But we are also significantly better at locating sounds that come from in front of us than from sources at our sides. This may be due in part to differences in the number of neurons available to detect sounds from these different locations.

It could also reflect differences in the rates at which those neurons fire in response to sounds. Theoretical biologists speculate that we may have evolved this way because it is efficient for hunting and foraging, just as has been proposed with frontal vision1.

These factors by themselves however, don’t fully explain why humans are so much better at localizing sounds in front of them.

Neural Network Properties

Now, Rodrigo Pavão, of Albert Einstein College of Medicine, and colleagues have shown2 that the brain has evolved the ability to detect natural patterns that exist in sounds as a result of their location, and to use those patterns to optimize the spatial perception of sounds.

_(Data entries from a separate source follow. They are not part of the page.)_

#[tokio::test]
async fn rejected_or_cancelled_requests_do_not_ring_again() {
    let h = Harness::new("B");
    h.deliver("A", Some("B"), call_request("v=0 from-a", "alice")).await;
    let pending = h.session.pending_offers();
    h.session.reject_call(&pending[0]).await.unwrap();
    h.deliver("A", Some("B"), call_request("v=0 from-a", "alice")).await;
    assert!(h.session.pending_offers().is_empty());

    h.deliver("C", Some("B"), call_request("v=0 from-c", "carol")).await;
    h.deliver("C", Some("B"), SignalBody::CallCancelled { offer: None }).await;
    h.deliver("C", Some("B"), call_request("v=0 from-c", "carol")).await;
    assert!(h.session.pending_offers().is_empty());

    // Cancel overtaking its own request.
    h.deliver(
        "D",
        Some("B"),
        SignalBody::CallCancelled {
            offer: Some(SessionDescription::offer("v=0 from-d")),
        },
    )
    .await;
    h.deliver("D", Some("B"), call_request("v=0 from-d", "dave")).await;
    assert_eq!(h.session.state(), CallState::Idle);
}

#[tokio::test]
async fn reject_publishes_to_the_caller_and_goes_idle() {
    let h = Harness::new("B");
    h.deliver("A", Some("B"), call_request("v=0 from-a", "alice")).await;
    let pending = h.session.pending_offers();

    h.session.reject_call(&pending[0]).await.expect("reject");

    assert!(h.session.pending_offers().is_empty());
    assert_eq!(h.session.state(), CallState::Idle);
    let published = h.bus.published();
    assert_eq!(published.len(), 1);
    assert_eq!(published[0].sender_id, Identity::from("B"));
    assert_eq!(published[0].receiver_id, Some(Identity::from("A")));
    assert_eq!(
        published[0].body,
        SignalBody::CallRejected {
            offer: Some(SessionDescription::offer("v=0 from-a"))
        }
    );
    assert!(h.observer.has_notice(|n| *n == Notice::CallDeclined { caller: "alice".into() }));
    assert!(h.links.links().is_empty());
}
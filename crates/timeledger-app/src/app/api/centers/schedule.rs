//! `GET /api/centers/{center_id}/schedule?from=YYYY-MM-DD&to=YYYY-MM-DD`

use std::time::Duration;

use salvo::http::header::{HeaderName, HeaderValue};
use salvo::writing::Json;
use salvo::{Depot, Request, Response, handler};
use serde::Serialize;

use timeledger_calendar::expand::Expansion;
use timeledger_calendar::model::ExpandedSchedule;

use super::deadline::Deadline;
use super::{path_id, query_window};
use crate::config::get_config_from_depot;
use crate::error::AppResult;
use crate::service_handler::get_service_from_depot;

pub const DIAGNOSTICS_HEADER: &str = "x-schedule-diagnostics";

/// The bare record array, or records plus diagnostics when asked for.
#[derive(Debug, Serialize)]
#[serde(untagged)]
enum ScheduleBody {
    Schedules(Vec<ExpandedSchedule>),
    Expansion(Expansion),
}

async fn load(req: &Request, depot: &Depot) -> AppResult<Expansion> {
    let center_id = path_id(req, "center_id")?;
    let window = query_window(req)?;
    let settings = get_config_from_depot(depot)?;
    let service = get_service_from_depot(depot)?;

    let deadline = Deadline::after(Duration::from_secs(
        settings.schedule.request_timeout_secs,
    ));
    Ok(service.expand(center_id, window, deadline.token()).await?)
}

/// ## Summary
/// Returns the materialized schedule of a center as a JSON array of
/// occurrences ordered by date, start time, offering and rule.
///
/// The number of data diagnostics is reported in `x-schedule-diagnostics`;
/// `diagnostics=true` returns `{schedules, diagnostics}` instead of the array.
///
/// ## Errors
/// Returns HTTP 400 for a bad center id or window, 404 for an unknown center,
/// 502 when schedule data cannot be read and 503 when the request deadline
/// elapses.
#[handler]
pub async fn get_schedule(req: &mut Request, depot: &mut Depot, res: &mut Response) {
    let expansion = match load(req, depot).await {
        Ok(expansion) => expansion,
        Err(e) => {
            e.render(res);
            return;
        }
    };

    res.headers_mut().insert(
        HeaderName::from_static(DIAGNOSTICS_HEADER),
        HeaderValue::from(expansion.diagnostics.len()),
    );

    let body = if req.query::<bool>("diagnostics").unwrap_or(false) {
        ScheduleBody::Expansion(expansion)
    } else {
        ScheduleBody::Schedules(expansion.schedules)
    };
    res.render(Json(body));
}
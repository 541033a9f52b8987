//! `/api/exceptions/{exception_id}`: review, revocation and recurrence dates.

use chrono::NaiveDate;
use salvo::writing::Json;
use salvo::{Depot, Request, Response, Router, handler};

use timeledger_calendar::model::ScheduleException;
use timeledger_core::constants::EXCEPTIONS_ROUTE_COMPONENT;
use timeledger_service::admin::ReviewDecision;

use super::{actor, json_body, path_id};
use crate::error::AppResult;
use crate::service_handler::get_admin_service_from_depot;

/// Dates listed for a repeating exception when `limit` is not given.
const DEFAULT_RECURRENCE_LIMIT: u16 = 52;

#[must_use]
pub fn routes() -> Router {
    Router::with_path(EXCEPTIONS_ROUTE_COMPONENT).push(
        Router::with_path("{exception_id}")
            .push(Router::with_path("review").post(review_exception))
            .push(Router::with_path("revoke").post(revoke_exception))
            .push(Router::with_path("recurrence").get(get_recurrence)),
    )
}

async fn review(req: &mut Request, depot: &Depot) -> AppResult<ScheduleException> {
    let exception_id = path_id(req, "exception_id")?;
    let decision: ReviewDecision = json_body(req).await?;
    let service = get_admin_service_from_depot(depot)?;

    Ok(service
        .review_exception(exception_id, decision, &actor(req))
        .await?)
}

/// ## Summary
/// Approves or rejects a pending exception.
///
/// ## Side Effects
/// Changes the exception's status and records the decision in the audit log.
///
/// ## Errors
/// Returns HTTP 404 for an unknown exception and 409 when it is no longer
/// pending or when approval would collide with other sessions; the collisions
/// are listed under `conflicts`.
#[handler]
pub async fn review_exception(req: &mut Request, depot: &mut Depot, res: &mut Response) {
    match review(req, depot).await {
        Ok(exception) => res.render(Json(exception)),
        Err(e) => e.render(res),
    }
}

async fn revoke(req: &Request, depot: &Depot) -> AppResult<ScheduleException> {
    let exception_id = path_id(req, "exception_id")?;
    let service = get_admin_service_from_depot(depot)?;

    Ok(service.revoke_exception(exception_id, &actor(req)).await?)
}

/// ## Summary
/// Withdraws a pending exception request.
///
/// ## Errors
/// Returns HTTP 404 for an unknown exception and 409 when it is no longer
/// pending.
#[handler]
pub async fn revoke_exception(req: &mut Request, depot: &mut Depot, res: &mut Response) {
    match revoke(req, depot).await {
        Ok(exception) => res.render(Json(exception)),
        Err(e) => e.render(res),
    }
}

async fn recurrence(req: &Request, depot: &Depot) -> AppResult<Vec<NaiveDate>> {
    let exception_id = path_id(req, "exception_id")?;
    let limit = req
        .query::<u16>("limit")
        .unwrap_or(DEFAULT_RECURRENCE_LIMIT);
    let service = get_admin_service_from_depot(depot)?;

    Ok(service.recurrence_dates(exception_id, limit).await?)
}

/// ## Summary
/// Lists the dates a repeating exception covers.
///
/// ## Errors
/// Returns HTTP 404 for an unknown exception and 422 when it does not repeat.
#[handler]
pub async fn get_recurrence(req: &mut Request, depot: &mut Depot, res: &mut Response) {
    match recurrence(req, depot).await {
        Ok(dates) => res.render(Json(dates)),
        Err(e) => e.render(res),
    }
}
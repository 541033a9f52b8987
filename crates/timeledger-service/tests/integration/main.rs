//! Service-level tests over the in-memory store.

mod admin;
mod failures;
mod helpers;
mod holidays;
mod properties;
mod scenarios;
mod transitions;
use diesel::{pg::Pg, prelude::*};

use crate::db::schema;

#[derive(Debug, Clone, PartialEq, Eq, Queryable, Selectable, Identifiable)]
#[diesel(table_name = schema::center_holidays)]
#[diesel(check_for_backend(Pg))]
pub struct CenterHolidayRow {
    pub id: i64,
    pub center_id: i64,
    pub holiday_date: chrono::NaiveDate,
    pub name: String,
    pub created_at: chrono::DateTime<chrono::Utc>,
}

#[derive(Debug, Clone, Insertable)]
#[diesel(table_name = schema::center_holidays)]
pub struct NewCenterHolidayRow<'a> {
    pub center_id: i64,
    pub holiday_date: chrono::NaiveDate,
    pub name: &'a str,
}
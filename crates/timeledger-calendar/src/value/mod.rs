//! Value objects persisted as JSON text columns.

mod audit;
mod date_range;
mod recurrence;
mod settings;
pub mod time;


pub use audit::AuditPayload;
pub use date_range::{DateRange, parse_lenient_date};
pub use recurrence::{Frequency, RecurrenceRule};
pub use settings::CenterSettings;
pub use time::TimeSlot;

use serde::Serialize;
use serde::de::DeserializeOwned;

use crate::error::ValueError;

/// A value object stored as a single JSON text column.
///
/// A `NULL` or empty column reads back as the type's default value.
pub trait JsonColumn: Serialize + DeserializeOwned + Default {
    /// ## Summary
    /// Serializes the value into its column text.
    ///
    /// ## Errors
    /// Returns an error if the value cannot be encoded as JSON.
    fn to_column(&self) -> Result<String, ValueError> {
        Ok(serde_json::to_string(self)?)
    }

    /// ## Summary
    /// Reads a value back from its column text.
    ///
    /// ## Errors
    /// Returns an error if the column holds malformed JSON.
    fn from_column(column: Option<&str>) -> Result<Self, ValueError> {
        match column.map(str::trim) {
            None | Some("" | "null") => Ok(Self::default()),
            Some(text) => Ok(serde_json::from_str(text)?),
        }
    }
}

impl JsonColumn for DateRange {}
impl JsonColumn for CenterSettings {}
impl JsonColumn for AuditPayload {}
use std::collections::BTreeMap;

use chrono::{Datelike, NaiveDate, Weekday};

use timeledger_core::types::{CenterId, OfferingId};

use crate::expand::{DiagnosticKind, Diagnostics};
use crate::model::ScheduleRule;

/// All rules of one offering on one weekday, i.e. the phases of that slot.
///
/// Rules are kept sorted by effective start date, then start time, then id.
#[derive(Debug)]
pub struct PhaseGroup<'a> {
    offering_id: OfferingId,
    weekday: Weekday,
    rules: Vec<&'a ScheduleRule>,
}

impl<'a> PhaseGroup<'a> {
    fn new(offering_id: OfferingId, weekday: Weekday, mut rules: Vec<&'a ScheduleRule>) -> Self {
        rules.sort_by_key(|rule| (rule.effective_range.start_date, rule.start_time, rule.id));
        Self {
            offering_id,
            weekday,
            rules,
        }
    }

    #[must_use]
    pub const fn offering_id(&self) -> OfferingId {
        self.offering_id
    }

    #[must_use]
    pub const fn weekday(&self) -> Weekday {
        self.weekday
    }

    #[must_use]
    pub fn rules(&self) -> &[&'a ScheduleRule] {
        &self.rules
    }

    /// ## Summary
    /// Returns the rules governing `date`, ordered by start time then id.
    ///
    /// Every rule whose effective range contains `date` applies, provided its
    /// time slot does not overlap another applicable rule. On overlap, a rule
    /// that starts on `date` takes over from one ending on `date`; any other
    /// overlap keeps the smaller id.
    ///
    /// ## Side Effects
    /// Records `RuleInvariantViolated` for every overlap that is not a
    /// same-day handoff.
    pub fn resolve(&self, date: NaiveDate, diagnostics: &mut Diagnostics) -> Vec<&'a ScheduleRule> {
        let mut governing: Vec<&'a ScheduleRule> = Vec::new();

        for &candidate in self
            .rules
            .iter()
            .filter(|rule| rule.effective_range.contains(date))
        {
            let overlapping: Vec<usize> = governing
                .iter()
                .enumerate()
                .filter(|(_, incumbent)| incumbent.time_slot().overlaps(&candidate.time_slot()))
                .map(|(position, _)| position)
                .collect();

            let mut candidate_wins = true;
            for &position in &overlapping {
                if !supersedes(candidate, governing[position], date, diagnostics) {
                    candidate_wins = false;
                }
            }

            if candidate_wins {
                for &position in overlapping.iter().rev() {
                    governing.remove(position);
                }
                governing.push(candidate);
            }
        }

        governing.sort_by_key(|rule| (rule.start_time, rule.id));

        if !governing.is_empty() {
            tracing::trace!(
                offering_id = self.offering_id,
                date = %date,
                rules = ?governing.iter().map(|rule| rule.id).collect::<Vec<_>>(),
                "Resolved governing rules"
            );
        }

        governing
    }
}

/// Decides an overlap between a later-sorted `candidate` and an `incumbent`.
fn supersedes(
    candidate: &ScheduleRule,
    incumbent: &ScheduleRule,
    date: NaiveDate,
    diagnostics: &mut Diagnostics,
) -> bool {
    let handoff = incumbent.effective_range.end_date == Some(date)
        && candidate.effective_range.start_date == Some(date)
        && incumbent.effective_range.start_date < candidate.effective_range.start_date;
    if handoff {
        tracing::trace!(
            from_rule = incumbent.id,
            to_rule = candidate.id,
            date = %date,
            "Phase handoff on boundary date"
        );
        return true;
    }

    let (kept, dropped) = if candidate.id < incumbent.id {
        (candidate, incumbent)
    } else {
        (incumbent, candidate)
    };
    diagnostics.record(
        DiagnosticKind::RuleInvariantViolated,
        &[kept.id, dropped.id],
        Some(date),
        || {
            format!(
                "rules {} and {} of offering {} overlap in date and time, keeping {}",
                kept.id, dropped.id, kept.offering_id, kept.id
            )
        },
    );

    kept.id == candidate.id
}

/// Phase groups of one center, bucketed by weekday.
#[derive(Debug)]
pub struct PhaseIndex<'a> {
    by_weekday: [Vec<PhaseGroup<'a>>; 7],
}

impl<'a> PhaseIndex<'a> {
    /// ## Summary
    /// Groups the valid rules of `center_id` by offering and weekday.
    ///
    /// ## Side Effects
    /// Records `InvalidRule` for each rule that fails validation; such rules
    /// are left out of every group.
    pub fn build<I>(center_id: CenterId, rules: I, diagnostics: &mut Diagnostics) -> Self
    where
        I: IntoIterator<Item = &'a ScheduleRule>,
    {
        let mut buckets: BTreeMap<(u32, OfferingId), Vec<&'a ScheduleRule>> = BTreeMap::new();

        for rule in rules {
            if rule.center_id != center_id {
                continue;
            }
            if let Err(err) = rule.validate() {
                diagnostics.record(
                    DiagnosticKind::InvalidRule,
                    &[rule.id],
                    rule.effective_range.start_date,
                    || err.to_string(),
                );
                continue;
            }
            buckets
                .entry((rule.weekday.num_days_from_monday(), rule.offering_id))
                .or_default()
                .push(rule);
        }

        let mut by_weekday: [Vec<PhaseGroup<'a>>; 7] = std::array::from_fn(|_| Vec::new());
        for ((_, offering_id), rules) in buckets {
            let weekday = rules[0].weekday;
            let slot = weekday.num_days_from_monday() as usize;
            by_weekday[slot].push(PhaseGroup::new(offering_id, weekday, rules));
        }

        Self { by_weekday }
    }

    /// Groups for `weekday`, ordered by offering id.
    #[must_use]
    pub fn groups_on(&self, weekday: Weekday) -> &[PhaseGroup<'a>] {
        &self.by_weekday[weekday.num_days_from_monday() as usize]
    }

    #[must_use]
    pub fn group(&self, offering_id: OfferingId, weekday: Weekday) -> Option<&PhaseGroup<'a>> {
        self.groups_on(weekday)
            .iter()
            .find(|group| group.offering_id == offering_id)
    }

    /// ## Summary
    /// Governing rules of every offering on `date`.
    pub fn resolve(&self, date: NaiveDate, diagnostics: &mut Diagnostics) -> Vec<&'a ScheduleRule> {
        self.groups_on(date.weekday())
            .iter()
            .flat_map(|group| group.resolve(date, diagnostics))
            .collect()
    }

    #[must_use]
    pub fn is_empty(&self) -> bool {
        self.by_weekday.iter().all(Vec::is_empty)
    }
}
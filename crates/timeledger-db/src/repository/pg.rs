use std::marker::PhantomData;
use std::sync::Arc;

use diesel_async::AsyncConnection;
use diesel_async::scoped_futures::ScopedFutureExt;
use futures::future::BoxFuture;
use serde_json::{Map, Value};

use timeledger_calendar::model::{Offering, ScheduleException, ScheduleRule};

use super::{Entity, ListFilter, Page, Repository, apply_patch};
use crate::db::DbProvider;
use crate::db::map::schedule::{
    db_id, exception_from_row, exception_to_row, map_rows, offering_from_row, offering_to_row,
    rule_from_row, rule_to_row,
};
use crate::db::query::{exception, offering, rule};
use crate::error::{DbError, DbResult};

/// PostgreSQL-backed repository. Ids are assigned by the database, deletes
/// are soft and reads go to the read endpoint.
pub struct PgRepository<E> {
    provider: Arc<dyn DbProvider>,
    entity: PhantomData<fn() -> E>,
}

impl<E> PgRepository<E> {
    #[must_use]
    pub fn new(provider: Arc<dyn DbProvider>) -> Self {
        Self {
            provider,
            entity: PhantomData,
        }
    }
}

impl<E> Clone for PgRepository<E> {
    fn clone(&self) -> Self {
        Self::new(Arc::clone(&self.provider))
    }
}

/// Converts a page into `OFFSET`/`LIMIT` values; `usize::MAX` means no limit.
fn page_bounds(page: Page) -> (i64, i64) {
    (
        i64::try_from(page.offset).unwrap_or(i64::MAX),
        i64::try_from(page.limit).unwrap_or(i64::MAX),
    )
}

fn center_filter(filter: ListFilter) -> DbResult<Option<i64>> {
    filter
        .center_id
        .map(|id| db_id("centers", id))
        .transpose()
}

macro_rules! pg_repository {
    ($entity:ty, $query:ident, $from_row:path, $to_row:path) => {
        impl Repository<$entity> for PgRepository<$entity> {
            fn get_by_id(&self, id: u64) -> BoxFuture<'_, DbResult<Option<$entity>>> {
                Box::pin(async move {
                    let id = db_id(<$entity>::TABLE_NAME, id)?;
                    let mut conn = self.provider.get_read_connection().await?;
                    $query::find(&mut conn, id)
                        .await?
                        .map($from_row)
                        .transpose()
                })
            }

            fn list(&self, filter: ListFilter, page: Page) -> BoxFuture<'_, DbResult<Vec<$entity>>> {
                Box::pin(async move {
                    let center_id = center_filter(filter)?;
                    let (offset, limit) = page_bounds(page);
                    let mut conn = self.provider.get_read_connection().await?;
                    let rows = $query::list_page(&mut conn, center_id, offset, limit).await?;
                    map_rows(rows, $from_row)
                })
            }

            fn create(&self, entity: $entity) -> BoxFuture<'_, DbResult<$entity>> {
                Box::pin(async move {
                    let row = $to_row(&entity)?;
                    let mut conn = self.provider.get_connection().await?;
                    let created = $from_row($query::insert(&mut conn, &row).await?)?;
                    tracing::debug!(table = <$entity>::TABLE_NAME, id = created.id, "Entity created");
                    Ok(created)
                })
            }

            fn update(
                &self,
                id: u64,
                patch: Map<String, Value>,
            ) -> BoxFuture<'_, DbResult<$entity>> {
                Box::pin(async move {
                    const TABLE: &str = <$entity>::TABLE_NAME;
                    let db_key = db_id(TABLE, id)?;
                    let mut conn = self.provider.get_connection().await?;

                    conn.transaction::<_, DbError, _>(move |tx| {
                        async move {
                            let current = $query::find(tx, db_key)
                                .await?
                                .ok_or(DbError::NotFound { table: TABLE, id })?;
                            let patched = apply_patch(&$from_row(current)?, patch)?;
                            let row = $to_row(&patched)?;
                            let updated = $query::update(tx, db_key, &row)
                                .await?
                                .ok_or(DbError::NotFound { table: TABLE, id })?;
                            $from_row(updated)
                        }
                        .scope_boxed()
                    })
                    .await
                })
            }

            fn delete(&self, id: u64) -> BoxFuture<'_, DbResult<()>> {
                Box::pin(async move {
                    let db_key = db_id(<$entity>::TABLE_NAME, id)?;
                    let mut conn = self.provider.get_connection().await?;
                    match $query::soft_delete(&mut conn, db_key).await? {
                        0 => Err(DbError::NotFound {
                            table: <$entity>::TABLE_NAME,
                            id,
                        }),
                        _ => Ok(()),
                    }
                })
            }
        }
    };
}

pg_repository!(Offering, offering, offering_from_row, offering_to_row);
pg_repository!(ScheduleRule, rule, rule_from_row, rule_to_row);
pg_repository!(
    ScheduleException,
    exception,
    exception_from_row,
    exception_to_row
);
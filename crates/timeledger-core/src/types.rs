//! Identifier aliases shared by every layer.
//!
//! All ids are the unsigned surrogate keys of the relational store. A center
//! owns every other record; nothing references across centers.

pub type CenterId = u64;
pub type OfferingId = u64;
pub type RuleId = u64;
pub type ExceptionId = u64;
pub type HolidayId = u64;
pub type RoomId = u64;
pub type TeacherId = u64;

/// Rule id carried by occurrences synthesized from ad-hoc exceptions.
pub const ADHOC_RULE_ID: RuleId = 0;
//! Materializes weekly rules into dated occurrences.
//!
//! [`expand`] walks an [`ExpansionWindow`] day by day. For each weekday the
//! [`PhaseIndex`] names the governing rules of every offering, the
//! [`ExceptionIndex`] overlays per-date changes and the [`HolidayIndex`] tags
//! non-operating days. Problems in the stored data never abort a run; they
//! are collected as [`Diagnostic`]s next to the output.

mod diagnostic;
mod exception_index;
mod expander;
mod holiday_index;
mod phase;
mod timezone;
mod transition;
mod window;

#[cfg(test)]
mod tests;

pub use diagnostic::{Diagnostic, DiagnosticKind, Diagnostics};
pub use exception_index::ExceptionIndex;
pub use expander::{ExpandOptions, Expansion, expand};
pub use holiday_index::HolidayIndex;
pub use phase::{PhaseGroup, PhaseIndex};
pub use timezone::{localize, resolve_timezone};
pub use transition::{PhaseTransition, RuleSlot, TransitionReport, detect_phase_transitions};
pub use window::ExpansionWindow;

Pavão et al. showed that the way in which the head and inner ear filter incoming sounds has two consequences for how we perceive them. Firstly, the change in ITD for sounds coming from different sources in front of a person is greater than for sounds coming from their sides.

And secondly, the ITD for sounds that originate in front of a person varies more over time than the ITD for sounds coming from the periphery. By playing sounds to healthy volunteers while removing these differences, the researchers found that natural interaural time difference statistics were correlated with a person’s ability to tell where a sound was coming from.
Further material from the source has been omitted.